Overall, the COVID-19 crisis clearly made us aware that linear solutions do not work any longer, when faced with fundamental disruptive and systemic shocks. Resilience is now a goal on the political agenda. For the sake of this paper, I would like to define resilience simply as the capacity to confront successfully asymmetric shocks in a way that systems learn and become stronger. We need to expect in the future much more often unannounced global systemic shocks, besides regional and local ones. These events pose challenges to humanity and they will require “non-linear” solutions. The experiences gained during the COVID-19 crisis may enrich policy options for the future and help to strengthen systems to confront more successfully other long-term and complex challenges like climate change, environmental degradation and digitalisation.

However, COVID-19 has also demonstrated how radically humanity can adapt.

Climate change and global warming are increasingly starting to show with unusual weather patterns. The US but also Europe has been particularly exposed 2020 and 2021. Less rain and snow but stronger and more devastating storms and flooding combined with droughts and widespread fires call for bold action. Changes in weather pattern hit agriculture particularly strong, but can also disrupt transport patterns and electricity, the lifeblood of our society. Combined with a continued strong global population growth these factors would not allow continuing with global production and consumption pattern in a linear fashion. Agricultural production might hardly be sufficient to supply all in abundance. These issues link also to migration and security at large with very complex global root courses that need to be addressed. One can expect even more devastating local and regional disruption. However, COVID-19 has also demonstrated how radically humanity can adapt.

In addition, the socioeconomic sphere requires bold and non-linear action. During the last decades, an increasing share of the economic activity in the financial sector became decoupled from the real economy. Liquid capital markets can finance and speed up technological and digital progress. This includes large-scale automation, also in the form of Artificial Intelligence. While long-term effects are hard to predict the current work force might be partially replaced by automation, making it a more difficult to generate enough income for all citizens. Ways of taxation and the attribution of social rights and obligations will need to be adapted to the new realities beyond the current efforts. Early and bold action could contribute to the resilience of the European social system. This could include searching more determined to close traditional loopholes in taxation, considering adequate ways of taxing digitally created value added and global activity of corporations at sufficient level. While various fragmented and sometimes limited initiatives are already ongoing in the EU and globally, more of grand thinking and less tinkering are needed to address effectively the root causes.

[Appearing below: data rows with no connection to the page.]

use std::{fmt, sync::Arc};

/// The declared, source-level type of a storage variable.
///
/// This is a closed sum: the decoder matches on it exhaustively, so adding a
/// variant forces every dispatch site to say what it does with it. The
/// variants mirror what the compiler can lay out in storage, not what the
/// source language can express in memory or calldata.
///
/// Arrays, `bytes`, `string`, structs and mappings are *pointer-backed*: the
/// word at their declared slot is a header (inline short data or a length)
/// and any payload lives at a keccak-derived slot. Everything else is a
/// *value type* that packs directly into its slot.
#[derive(Clone, Debug, PartialEq, Eq)]
pub enum StorageType {
    /// Unsigned integer of the given bit width (a multiple of 8, 8..=256).
    Uint(u16),
    /// Signed (two's complement) integer of the given bit width.
    Int(u16),
    Bool,
    Address,
    /// A reference to another contract; stored as its address.
    Contract,
    /// Fixed-size byte array `bytes1`..`bytes32`.
    FixedBytes(u8),
    /// Enumeration; stored as the ordinal in the narrowest byte width that
    /// holds the maximum member ordinal.
    Enum(Arc<EnumDef>),
    /// User-defined value type, transparently backed by another value type.
    Alias(Arc<AliasDef>),
    /// `T[len]`: elements laid out inline starting at the declared slot.
    FixedArray { elem: Box<StorageType>, len: u64 },
    /// `T[]`: length in the header slot, elements at its keccak image.
    DynArray { elem: Box<StorageType> },
    Bytes,
    String,
    Struct(Arc<StructDef>),
    /// Mappings keep their key/value types for external key-driven lookups,
    /// but their contents cannot be enumerated from a storage snapshot.
    Mapping { key: Box<StorageType>, value: Box<StorageType> },
}

/// An ordered, named-field aggregate.
#[derive(Clone, Debug, PartialEq, Eq)]
pub struct StructDef {
    pub name: String,
    pub fields: Vec<FieldDef>,
}

/// One struct field. `ty` is `None` when the front end failed to resolve the
/// field's source-level type; decoding such a struct aborts without a value.
#[derive(Clone, Debug, PartialEq, Eq)]
pub struct FieldDef {
    pub name: String,
    pub ty: Option<StorageType>,
}

/// An enumeration's declaration-ordered member names.
#[derive(Clone, Debug, PartialEq, Eq)]
pub struct EnumDef {
    pub name: String,
    pub members: Vec<String>,
}

/// A user-defined value type. `underlying` is `None` when the front end could
/// not resolve the wrapped type.
#[derive(Clone, Debug, PartialEq, Eq)]
pub struct AliasDef {
    pub name: String,
    pub underlying: Option<StorageType>,
}

impl EnumDef {
    /// The number of bytes the compiler reserves for this enum: the smallest
    /// width whose unsigned range holds the maximum ordinal.
    pub fn storage_bytes(&self) -> usize {
        let max_ordinal = self.members.len().saturating_sub(1) as u64;
        let bits = 64 - max_ordinal.leading_zeros() as usize;
        bits.div_ceil(8).max(1)
    }
}

impl StorageType {
    /// The in-word byte width of a value type, or `None` for pointer-backed
    /// types (which always consume a whole header word).
    ///
    /// An [`StorageType::Alias`] whose underlying type is unresolved also
    /// returns `None`; its decode aborts before the width matters.
    pub fn value_size(&self) -> Option<usize> {
        match self {
            Self::Uint(bits) | Self::Int(bits) => Some(usize::from(*bits) / 8),
            Self::Bool => Some(1),
            Self::Address | Self::Contract => Some(20),
            Self::FixedBytes(size) => Some(usize::from(*size)),
            Self::Enum(def) => Some(def.storage_bytes()),
            Self::Alias(def) => def.underlying.as_ref()?.value_size(),
            Self::FixedArray { .. } |
            Self::DynArray { .. } |
            Self::Bytes |
            Self::String |
            Self::Struct(_) |
            Self::Mapping { .. } => None,
        }
    }
}

impl fmt::Display for StorageType {
    fn fmt(&self, f: &mut fmt::Formatter<'_>) -> fmt::Result {
        match self {
            Self::Uint(bits) => write!(f, "uint{bits}"),
            Self::Int(bits) => write!(f, "int{bits}"),
            Self::Bool => f.write_str("bool"),
            Self::Address => f.write_str("address"),
            Self::Contract => f.write_str("contract"),
            Self::FixedBytes(size) => write!(f, "bytes{size}"),
            Self::Enum(def) => write!(f, "enum {}", def.name),
            Self::Alias(def) => f.write_str(&def.name),
            Self::FixedArray { elem, len } => write!(f, "{elem}[{len}]"),
            Self::DynArray { elem } => write!(f, "{elem}[]"),
            Self::Bytes => f.write_str("bytes"),
            Self::String => f.write_str("string"),
            Self::Struct(def) => write!(f, "struct {}", def.name),
            Self::Mapping { key, value } => write!(f, "mapping({key} => {value})"),
        }
    }
}

#[cfg(test)]
mod tests {
    use super::*;

    fn enum_of(n: usize) -> EnumDef {
        EnumDef {
            name: "E".to_string(),
            members: (0..n).map(|i| format!("M{i}")).collect(),
        }
    }

    #[test]
    fn enum_storage_width_follows_max_ordinal() {
        assert_eq!(enum_of(1).storage_bytes(), 1);
        assert_eq!(enum_of(2).storage_bytes(), 1);
        assert_eq!(enum_of(256).storage_bytes(), 1);
        assert_eq!(enum_of(257).storage_bytes(), 2);
        assert_eq!(enum_of(65536).storage_bytes(), 2);
        assert_eq!(enum_of(65537).storage_bytes(), 3);
    }

    #[test]
    fn value_sizes() {
        assert_eq!(StorageType::Uint(256).value_size(), Some(32));
        assert_eq!(StorageType::Int(8).value_size(), Some(1));
        assert_eq!(StorageType::Bool.value_size(), Some(1));
        assert_eq!(StorageType::Address.value_size(), Some(20));
        assert_eq!(StorageType::FixedBytes(12).value_size(), Some(12));
        assert_eq!(StorageType::Bytes.value_size(), None);
        assert_eq!(
            StorageType::FixedArray { elem: Box::new(StorageType::Bool), len: 2 }.value_size(),
            None,
        );
    }

    #[test]
    fn alias_size_is_transparent() {
        let alias = StorageType::Alias(Arc::new(AliasDef {
            name: "Duration".to_string(),
            underlying: Some(StorageType::Uint(64)),
        }));
        assert_eq!(alias.value_size(), Some(8));

        let unresolved = StorageType::Alias(Arc::new(AliasDef {
            name: "Mystery".to_string(),
            underlying: None,
        }));
        assert_eq!(unresolved.value_size(), None);
    }

    #[test]
    fn display_is_solidity_like() {
        let ty = StorageType::Mapping {
            key: Box::new(StorageType::Address),
            value: Box::new(StorageType::DynArray { elem: Box::new(StorageType::Uint(128)) }),
        };
        assert_eq!(ty.to_string(), "mapping(address => uint128[])");
    }
}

Fundamental technological disruption is about to radically change how we work and how we live. COVID-19 and especially working from home demonstrated the potential of digitalisation and hinted at the potential speed of its adoption. While opinions diverge on how rapidly what part of the work force might be replaced it seems certain that changes in the actual work place will also require those staying in employment to fundamentally readapt their skill set. This is even more so the case for those who lose their jobs. Reskilling and upskilling will have to take centre place during the years to come. Not only in the work place but also in society adaptation will cause intensified adult learning requirements. Finally, schools need to prepare children adequately for this reality. At least a major disruption of the world of work lies ahead and this will also have an impact on how we make a living and how we master life. A daring and adequate policy framework could ease social acceptation of such a change.

COVID-19 could become an important catalyst for deep change.

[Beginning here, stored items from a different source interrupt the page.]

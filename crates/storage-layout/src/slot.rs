use alloy_primitives::{keccak256, B256, U256};

/// Derives the payload base slot of a dynamic container from its header slot:
/// `keccak256` of the slot's big-endian 32-byte encoding, read back as a
/// big-endian integer.
///
/// The compiler uses this derivation so that sibling containers' payloads land
/// in collision-resistant, effectively disjoint regions of the 2^256 slot
/// space.
pub fn slot_hash(slot: U256) -> U256 {
    U256::from_be_bytes(keccak256(B256::from(slot)).0)
}

#[cfg(test)]
mod tests {
    use alloy_primitives::uint;

    use super::*;

    #[test]
    fn hash_of_slot_zero() {
        // keccak256 of 32 zero bytes, the payload base every dynamic
        // container declared at slot 0 uses.
        assert_eq!(
            slot_hash(U256::ZERO),
            uint!(0x290decd9548b62a8d60345a988386fc84ba6bc95484008f6362f93160ef3e563_U256),
        );
    }

    #[test]
    fn distinct_headers_hash_to_distinct_payloads() {
        assert_ne!(slot_hash(U256::from(7)), slot_hash(U256::from(8)));
    }
}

These challenges provide at the same time opportunities, but in order to use them we have to challenge several paradigms. One is that globalisation dictates politics, leaving practically no space for innovative political action; another is the myth of the auto-regulatory capacity of markets; or the need for ever-increasing growth, as well as the importance of size and of economies of scale. Finally, and most importantly, is the need to regain the notion of individual responsibility towards others and society that was weakened or got lost during the last decades. This could provide an opportunity to re-establish orientation for and engagement of the individual. COVID-19 could become an important catalyst for deep change. What does this all mean for Europe?

3. Europe is facing major challenges – it needs political and economic innovation and genuinely new thinking

Europe needs to go beyond the linear, too. Traditional policies and established economic, social or political action cannot address fully the enormous global challenges outlined. The EU has embarked on the twin (digital and green) transition but to fully catch up with reality, Europe needs to start looking more intensively for its own ways and models creating spaces for more fundamental innovation. This could mean also accelerating already initiated processes.

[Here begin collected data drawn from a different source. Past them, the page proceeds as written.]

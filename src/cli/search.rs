use anyhow::Result;

use crate::config::JournalConfig;
use crate::journal::JournalContext;

const PREVIEW_CHARS: usize = 160;

/// Run a semantic search from the terminal.
pub fn search(config: JournalConfig, query: &str, n_results: Option<usize>) -> Result<()> {
    let k = n_results.unwrap_or(config.retrieval.default_n_results);
    let ctx = JournalContext::open(config)?;
    let hits = ctx.search(query, k)?;

    if hits.is_empty() {
        println!("No results found.");
        return Ok(());
    }

    println!("Found {} result(s)\n", hits.len());
    for (i, hit) in hits.iter().enumerate() {
        let flat = hit.text.split_whitespace().collect::<Vec<_>>().join(" ");
        let preview: String = flat.chars().take(PREVIEW_CHARS).collect();
        let ellipsis = if flat.chars().count() > PREVIEW_CHARS { "..." } else { "" };

        println!(
            "  {}. {} [{}] ({}, distance: {:.4})",
            i + 1,
            hit.source,
            hit.date,
            hit.chunk_type,
            hit.distance
        );
        println!("     {preview}{ellipsis}");
        println!();
    }
    Ok(())
}
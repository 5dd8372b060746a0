//! MCP `query_journal` tool parameter definition.

use schemars::JsonSchema;
use serde::{Deserialize, Serialize};

/// Parameters for the `query_journal` MCP tool.
#[derive(Debug, Serialize, Deserialize, JsonSchema)]
pub struct QueryJournalParams {
    /// Natural language search text.
    #[schemars(description = "The search query text.")]
    pub query: String,

    /// Number of entries to return. Defaults to `retrieval.default_n_results`.
    #[schemars(
        description = "Number of journal entries to return (at least 1). Each result is a different entry. Defaults to 10."
    )]
    pub n_results: Option<i64>,
}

Lack of clear and easily communicable vision, lack of committed leadership: Analysing European politics shows that the parties traditionally in power, whether from the left or from the right, continued to apply the same well-known remedies to today`s rapid and ever-increasing challenging change. Generally, European politics both at national and at EU level has been characterised by a lack of daring imagination and a compelling vision commensurate to todays and tomorrows challenges. This contributed to the population increasingly losing trust in politics and in the political and economic elites. Voters consider political and economic leaders lacking capability or interest to solving their pressing problems (jobs, health care, global warming, pensions, migrants, and digitalisation). Such sentiments risk being exploited by extremist parties. COVID-19 provided an opportunity to reengage through sound and forward-looking reconstruction and resilience funding combined with efforts like the Conference of the Future. However, in a fundamentally and increasingly rapid changing environment core European achievements may only be kept through radically adapting a majority of the systems we live in.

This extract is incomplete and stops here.